1.一種鴨甲型肝炎病毒DHAV-1VP3-3VP1重組蛋白，其特征是，由下述方法制備獲得：

1)以DHAV-1病毒作為材料，通過RT-PCR方法對其VP3基因進行擴增、克隆得到重組質粒pMD-1VP3；

2)以DHAV-3病毒作為材料，通過RT-PCR方法對其VP1基因進行擴增、克隆得到重組質粒pMD-3VP1；

3)以BamH?I和Sal?I同時對重組質粒pMD-1VP3和pET-32a(+)載體進行酶切，回收目的片段，16℃連接過夜，轉化DH5α感受態細胞，提取質粒，經BamH?I和Sal?I雙酶切鑒定正確后獲得陽性重組質粒pET-1VP3；以Sal?I和Xhol?I同時對重組質粒pMD-3VP1和pET-1VP3進行酶切，回收目的片段，16℃連接過夜，轉化BL21(DE3)感受態細胞，提取質粒，經Sal?I和Xhol?I雙酶切鑒定正確后獲得陽性重組表達質粒pET-1VP3-3VP1；

4)將獲得的陽性質粒菌于37℃培養，待A600值達到0.4～0.6時，加入IPTG至終濃度為0.8mmol/L進行誘導表達，收集誘導表達后5h的菌體，超聲波破碎，離心后取沉淀進一步分離純化。

2.如權利要求1所述的鴨甲型肝炎病毒DHAV-1VP3-3VP1重組蛋白，其特征是，所述擴增VP3基因的上下游引物分別是：

上游引物：5'-AAGGGATCCGGAAAGAGAAARCCACG-3'，

下游引物：5'-ATCGTCGACCTGATYATTGGTTGCCAT-3'；

擴增片段大小為711bp。

3.如權利要求1所述的鴨甲型肝炎病毒DHAV-1VP3-3VP1重組蛋白，其特征是，所述擴增VP1基因的上下游引物分別是：

上游引物：5'-ATTGTCGACGGTGATTCCAATCAGCTTG-3'，

下游引物：5'-AGTCTCGAGTTCAATYTCCARATGGAG-3'；

擴增片段大小為720bp。

4.一種通用型鴨甲型肝炎病毒抗體ELISA檢測試劑盒，其特征是，包括以權利要求1-3中任意一項所述的DHAV-1VP3-3VP1重組蛋白包被的ELISA板。

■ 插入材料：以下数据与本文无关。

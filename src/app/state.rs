// SPDX-License-Identifier: GPL-3.0-only

//! Application state management

use crate::backends::camera::types::{CameraDevice, CameraFrame};
use crate::config::Config;
use crate::countdown::CountdownTimer;
use crate::filters::FilterCatalog;
use crate::overlay::Compositor;
use crate::printing::PrintCompletion;
use crate::session::BoothSession;
use cosmic::cosmic_config;
use cosmic::widget::about::About;
use cosmic::widget::image::Handle;
use std::path::PathBuf;
use std::sync::Arc;

/// The application model stores app-specific state used to describe its interface and
/// drive its logic.
pub struct AppModel {
    /// Application state which is managed by the COSMIC runtime.
    pub core: cosmic::Core,
    /// Display a context drawer with the designated page if defined.
    pub context_page: ContextPage,
    /// The about page for this app.
    pub about: About,
    /// Configuration data that persists between application runs.
    pub config: Config,
    /// Configuration handler for saving settings
    pub config_handler: Option<cosmic_config::Config>,

    // ===== Booth =====
    /// Filters, overlays and the captured photo
    pub session: BoothSession,
    /// Rasterizer for the preview, keeps resized overlays between frames
    pub compositor: Compositor,
    /// Folder the current catalog was loaded from
    pub filters_folder: PathBuf,
    /// Catalog thumbnails for the filter drawer, in catalog order
    pub filter_thumbnails: Vec<Handle>,
    /// Composited image shown in place of the live feed
    pub preview: Option<Handle>,
    /// Status line text and the id of the timer that clears it
    pub status: Option<(String, u64)>,
    /// Counter for status line timers
    pub status_generation: u64,

    // ===== Camera =====
    /// Enumerated cameras
    pub available_cameras: Vec<CameraDevice>,
    /// Camera names for the settings dropdown
    pub camera_dropdown_options: Vec<String>,
    /// Index into `available_cameras`
    pub current_camera_index: usize,
    /// Whether the preview pipeline should be running
    pub camera_active: bool,
    /// Bumped on every camera start so the preview subscription restarts
    pub camera_generation: u64,
    /// Latest live frame
    pub current_frame: Option<Arc<CameraFrame>>,
    /// Screen saver cookie while the camera runs
    pub inhibit_cookie: Option<u32>,

    // ===== Capture =====
    /// Capture countdown
    pub countdown: CountdownTimer,
    /// A save is in flight
    pub is_saving: bool,
    /// A print job is in flight
    pub is_printing: bool,
    /// Where the last capture was written
    pub last_saved_path: Option<PathBuf>,

    // ===== Settings =====
    /// Theme names for the settings dropdown
    pub theme_dropdown_options: Vec<String>,
    /// Countdown choices for the settings dropdown
    pub countdown_dropdown_options: Vec<String>,
}

/// The context page to display in the context drawer.
#[derive(Copy, Clone, Debug, Default, Eq, PartialEq)]
pub enum ContextPage {
    #[default]
    About,
    Settings,
    Filters,
}

/// Overlay edits, one per adjustment button
#[derive(Debug, Clone, Copy, PartialEq, Eq)]
pub enum OverlayAdjustment {
    MoveUp,
    MoveDown,
    MoveLeft,
    MoveRight,
    ScaleUp,
    ScaleDown,
    RotateLeft,
    RotateRight,
}

/// Messages emitted by the application and its widgets.
#[derive(Debug, Clone)]
pub enum Message {
    // ===== UI Navigation =====
    /// Open external URL (repository, etc.)
    LaunchUrl(String),
    /// Toggle context drawer page (About, Settings, Filters)
    ToggleContextPage(ContextPage),
    /// Configuration changed on disk
    UpdateConfig(Config),
    /// Clear the status line if the timer id still matches
    ClearStatus(u64),

    // ===== Startup =====
    /// Cameras enumerated asynchronously during startup
    CamerasInitialized(Vec<CameraDevice>, usize),
    /// Filter catalog decoded (folder, catalog)
    FiltersLoaded(PathBuf, Arc<FilterCatalog>),
    /// Re-read the filter folder
    ReloadFilters,

    // ===== Camera Control =====
    /// Select specific camera by index
    SelectCamera(usize),
    /// Start the live preview (resets a finished capture)
    StartCamera,
    /// Stop the live preview
    StopCamera,
    /// New camera frame received from pipeline
    CameraFrame(Arc<CameraFrame>),
    /// The preview pipeline could not be created
    CameraFailed(String),
    /// Screen saver inhibit request finished
    InhibitAcquired(Result<u32, String>),
    /// Screen saver inhibit release finished
    InhibitReleased(Result<(), String>),

    // ===== Filters =====
    /// Show the pending overlay for the current filter
    ShowFilters,
    NextFilter,
    PreviousFilter,
    /// Jump to a catalog entry
    SelectFilter(usize),
    /// Commit the pending overlay
    ApplyFilter,
    /// Edit the pending overlay
    AdjustOverlay(OverlayAdjustment),

    // ===== Capture =====
    /// Capture button pressed (starts or aborts the countdown)
    Capture,
    /// Countdown step for the countdown with this id
    CountdownTick(u64),
    /// Flatten and write the capture
    SavePhoto,
    /// Save finished
    PhotoSaved(Result<PathBuf, String>),
    /// Send the capture to the printer
    PrintPhoto,
    /// Print submission finished
    PrintFinished(PrintCompletion),

    // ===== Settings =====
    SelectTheme(usize),
    SelectCountdown(usize),
    ToggleMirrorPreview,
    OpenFiltersFolder,
    OpenOutputFolder,
}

5.如權利要求4所述的通用型鴨甲型肝炎病毒抗體ELISA檢測試劑盒，其特征是，所述ELISA板的制備方法為：用pH8.5的0.05M?Tris-HCL緩沖液作包被液，將DHAV-1VP3-3VP1重組蛋白稀釋為10μg/mL，按100μL/孔加入ELISA反應板中，37℃作用2小時，4℃包被過夜，拍干，用1％牛血清白蛋白37℃封閉2小時，以含0.05％吐溫-20pH7.4的PBS洗滌，拍干，再加入20％蔗糖磷酸鹽緩沖液室溫保護3小時。

6.如權利要求4或5所述的通用型鴨甲型肝炎病毒抗體ELISA檢測試劑盒，其特征是，還包括樣品稀釋液、10×濃縮洗滌液、酶結合物工作液、顯色液、終止液、陽性對照和陰性對照。

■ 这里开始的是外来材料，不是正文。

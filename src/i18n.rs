// SPDX-License-Identifier: GPL-3.0-only

//! Localization
//!
//! Fluent resources are embedded from `i18n/` and selected from the
//! desktop's requested languages, falling back to English.

use i18n_embed::{
    DefaultLocalizer, LanguageLoader, Localizer,
    fluent::{FluentLanguageLoader, fluent_language_loader},
    unic_langid::LanguageIdentifier,
};
use rust_embed::RustEmbed;
use std::sync::LazyLock;
use tracing::warn;

/// Applies the requested language(s) to requested translations from the `fl!()` macro.
pub fn init(requested_languages: &[LanguageIdentifier]) {
    if let Err(why) = localizer().select(requested_languages) {
        warn!(error = %why, "Error while loading fluent localizations");
    }
}

/// Localizer to be used for localizing this library.
#[must_use]
pub fn localizer() -> Box<dyn Localizer> {
    Box::new(DefaultLocalizer::new(&*LANGUAGE_LOADER, &Localizations))
}

#[derive(RustEmbed)]
#[folder = "i18n/"]
struct Localizations;

pub static LANGUAGE_LOADER: LazyLock<FluentLanguageLoader> = LazyLock::new(|| {
    let loader: FluentLanguageLoader = fluent_language_loader!();

    // The English resources are embedded at compile time
    loader
        .load_fallback_language(&Localizations)
        .expect("Error while loading fallback language");

    loader
});

/// Request a localized string by ID from the i18n/ directory.
#[macro_export]
macro_rules! fl {
    ($message_id:literal) => {{
        i18n_embed_fl::fl!($crate::i18n::LANGUAGE_LOADER, $message_id)
    }};

    ($message_id:literal, $($args:expr),*) => {{
        i18n_embed_fl::fl!($crate::i18n::LANGUAGE_LOADER, $message_id, $($args), *)
    }};
}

7.如權利要求6所述的通用型鴨甲型肝炎病毒抗體ELISA檢測試劑盒，其特征是，所述樣品稀釋液為含0.05％吐溫-20的0.01M?pH7.4的磷酸鹽緩沖液；所述10×濃縮洗液為含0.5％吐溫-20的0.1M?pH7.4的磷酸鹽緩沖液；所述酶結合物工作液為HRP-羊抗鴨IgG；所述顯色液為0.2mg/mL四甲基聯苯胺溶液和含0.5‰過氧化氫尿素的檸檬酸-磷酸鹽緩沖液，二者體積比為1：1；所述終止液為0.31％氫氟酸溶液；所述陽性對照為經DHAV-1VP3-3VP1重組蛋白免疫獲得的陽性血清，其OD_650nm≥1.0，加入1000U/mL的青鏈霉素，無菌過濾；所述陰性對照為經篩選獲得的陰性血清，其OD_650nm≤0.25，加入1000U/mL的青鏈霉素，無菌過濾。

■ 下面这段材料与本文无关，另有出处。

// SPDX-License-Identifier: MPL-2.0

//! Integration tests for constants module

use picture_a_state::constants::{
    CAPTURED_PHOTO_FILE, COUNTDOWN_CHOICES, MAX_APPLIED_OVERLAYS, file_formats, timing,
};
use std::time::Duration;

#[test]
fn test_overlay_limit() {
    assert_eq!(MAX_APPLIED_OVERLAYS, 5);
}

#[test]
fn test_capture_file_name() {
    assert_eq!(CAPTURED_PHOTO_FILE, "captured-photo.png");
}

#[test]
fn test_countdown_choices_include_default_and_off() {
    assert!(COUNTDOWN_CHOICES.contains(&0));
    assert!(COUNTDOWN_CHOICES.contains(&3));
    assert!(COUNTDOWN_CHOICES.windows(2).all(|w| w[0] < w[1]));
}

#[test]
fn test_countdown_timing() {
    assert_eq!(timing::COUNTDOWN_LEAD_IN, Duration::from_millis(500));
    assert_eq!(timing::COUNTDOWN_TICK, Duration::from_secs(1));
}

#[test]
fn test_image_extensions() {
    assert!(file_formats::is_image_extension("png"));
    assert!(file_formats::is_image_extension("PNG"));
    assert!(file_formats::is_image_extension("jpeg"));
    assert!(!file_formats::is_image_extension("txt"));
    assert!(!file_formats::is_image_extension(""));
}
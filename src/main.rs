// SPDX-License-Identifier: GPL-3.0-only

use clap::{Parser, Subcommand};
use picture_a_state::app::AppModel;
use picture_a_state::i18n;
use std::path::PathBuf;

mod cli;

#[derive(Parser)]
#[command(name = "picture-a-state")]
#[command(about = "Photo booth with decorative overlays for the COSMIC desktop")]
#[command(version)]
#[command(subcommand_required = false)]
struct Cli {
    #[command(subcommand)]
    command: Option<Commands>,
}

#[derive(Subcommand)]
enum Commands {
    /// List available cameras
    List,

    /// List the filters found in the filter folder
    Filters,

    /// Take a photo with filters applied
    Photo {
        /// Camera index to use (from 'picture-a-state list')
        #[arg(short, long, default_value = "0")]
        camera: usize,

        /// Filter index to apply (from 'picture-a-state filters'), up to 5 times
        #[arg(short, long)]
        filter: Vec<usize>,

        /// Countdown in seconds (default: configured countdown)
        #[arg(long)]
        countdown: Option<u32>,

        /// Output file or folder (default: application data folder)
        #[arg(short, long)]
        output: Option<PathBuf>,
    },

    /// Print a photo (default: the last saved capture)
    Print {
        /// PNG file to print
        path: Option<PathBuf>,
    },
}

fn main() -> Result<(), Box<dyn std::error::Error>> {
    // Initialize logging
    // Set RUST_LOG environment variable to control log level
    // Examples: RUST_LOG=debug, RUST_LOG=picture_a_state=debug, RUST_LOG=info
    tracing_subscriber::fmt()
        .with_env_filter(
            tracing_subscriber::EnvFilter::try_from_default_env()
                .unwrap_or_else(|_| tracing_subscriber::EnvFilter::new("warn")),
        )
        .with_target(true)
        .with_level(true)
        .init();

    let cli = Cli::parse();

    match cli.command {
        Some(Commands::List) => cli::list_cameras(),
        Some(Commands::Filters) => cli::list_filters(),
        Some(Commands::Photo {
            camera,
            filter,
            countdown,
            output,
        }) => cli::take_photo(camera, filter, countdown, output),
        Some(Commands::Print { path }) => cli::print_photo(path),
        None => run_gui(),
    }
}

fn run_gui() -> Result<(), Box<dyn std::error::Error>> {
    // Get the system's preferred languages.
    let requested_languages = i18n_embed::DesktopLanguageRequester::requested_languages();

    // Enable localizations to be applied.
    i18n::init(&requested_languages);

    // Settings for configuring the application window and iced runtime.
    let settings = cosmic::app::Settings::default().size_limits(
        cosmic::iced::Limits::NONE
            .min_width(480.0)
            .min_height(360.0),
    );

    // Starts the application's event loop with `()` as the application's flags.
    cosmic::app::run::<AppModel>(settings, ())?;

    Ok(())
}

8.如權利要求7所述的通用型鴨甲型肝炎病毒抗體ELISA檢測試劑盒，其特征是，包括以下組分：以DHAV-1VP3-3VP1重組蛋白包被的ELISA板：5塊；樣品稀釋液：200mL；10×濃縮洗滌液：400mL；酶結合物工作液：50mL；顯色液：100mL；終止液：60mL；陽性對照：2mL；陰性對照：2mL。